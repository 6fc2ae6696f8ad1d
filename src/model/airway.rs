/*
 * Copyright (c) 2003-2003-2023. Trevor Campbell and others.
 *
 * This file is part of Kelpie Flight Planner.
 *
 * Kelpie Flight Planner is free software; you can redistribute it and/or modify
 * it under the terms of the GNU General Public License as published by
 * the Free Software Foundation; either version 2 of the License, or
 * (at your option) any later version.
 *
 * Kelpie Flight Planner is distributed in the hope that it will be useful,
 * but WITHOUT ANY WARRANTY; without even the implied warranty of
 * MERCHANTABILITY or FITNESS FOR A PARTICULAR PURPOSE.  See the
 * GNU General Public License for more details.
 *
 * You should have received a copy of the GNU General Public License
 * along with Kelpie Flight Planner; if not, write to the Free Software
 * Foundation, Inc., 59 Temple Place, Suite 330, Boston, MA  02111-1307  USA
 *
 * Contributors:
 *      Trevor Campbell
 *
 */

use chrono::{DateTime, Utc};

/// One segment of a named airway or track, joining two fixes.
#[derive(Debug, Clone, PartialEq)]
pub struct Airway {
    id: i32,
    name: String,
    airway_type: AirwayType,
    direction: AirwayDirection,
    fragment: Option<i32>,
    from_fix_id: i32,
    to_fix_id: i32,
    min_altitude: i32,
    max_altitude: i32,
    valid: Option<(DateTime<Utc>, DateTime<Utc>)>,
}

#[derive(Debug, Clone, Copy, PartialEq, Eq, Hash)]
pub enum AirwayType {
    Victor,
    Jet,
    Both,
    Track,
}

/// Which way a segment may be flown, relative to `from -> to`.
#[derive(Debug, Clone, Copy, PartialEq, Eq, Hash)]
pub enum AirwayDirection {
    Both,
    Forward,
    Backward,
}

impl Airway {
    pub fn new(
        id: i32,
        name: String,
        airway_type: AirwayType,
        from_fix_id: i32,
        to_fix_id: i32,
        min_altitude: i32,
        max_altitude: i32,
    ) -> Self {
        Self {
            id,
            name,
            airway_type,
            direction: AirwayDirection::Both,
            fragment: None,
            from_fix_id,
            to_fix_id,
            min_altitude,
            max_altitude,
            valid: None,
        }
    }

    pub fn with_direction(mut self, direction: AirwayDirection) -> Self {
        self.direction = direction;
        self
    }

    pub fn with_fragment(mut self, fragment: i32) -> Self {
        self.fragment = Some(fragment);
        self
    }

    pub fn with_validity(mut self, from: DateTime<Utc>, to: DateTime<Utc>) -> Self {
        self.valid = Some((from, to));
        self
    }

    pub fn get_id(&self) -> i32 {
        self.id
    }

    pub fn get_name(&self) -> &str {
        self.name.as_str()
    }

    pub fn get_type(&self) -> AirwayType {
        self.airway_type
    }

    pub fn get_direction(&self) -> AirwayDirection {
        self.direction
    }

    pub fn get_fragment(&self) -> Option<i32> {
        self.fragment
    }

    pub fn get_from_fix_id(&self) -> i32 {
        self.from_fix_id
    }

    pub fn get_to_fix_id(&self) -> i32 {
        self.to_fix_id
    }

    pub fn get_min_altitude(&self) -> i32 {
        self.min_altitude
    }

    /// Zero when the segment has no upper limit.
    pub fn get_max_altitude(&self) -> i32 {
        self.max_altitude
    }

    /// Segments without a validity window are always valid.
    pub fn is_valid_at(&self, time: &DateTime<Utc>) -> bool {
        match &self.valid {
            Some((from, to)) => from <= time && time <= to,
            None => true,
        }
    }
}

* TASK DIRECTIONS: A verbatim transcription is required: the first line of the listing, the line containing "it and/or modify", and every line between them.

* ANSWER BELOW:
repository 6fc2ae6696f8ad1d
filename src/model/airway.rs
/*
 * Copyright (c) 2003-2003-2023. Trevor Campbell and others.
 *
 * This file is part of Kelpie Flight Planner.
 *
 * Kelpie Flight Planner is free software; you can redistribute it and/or modify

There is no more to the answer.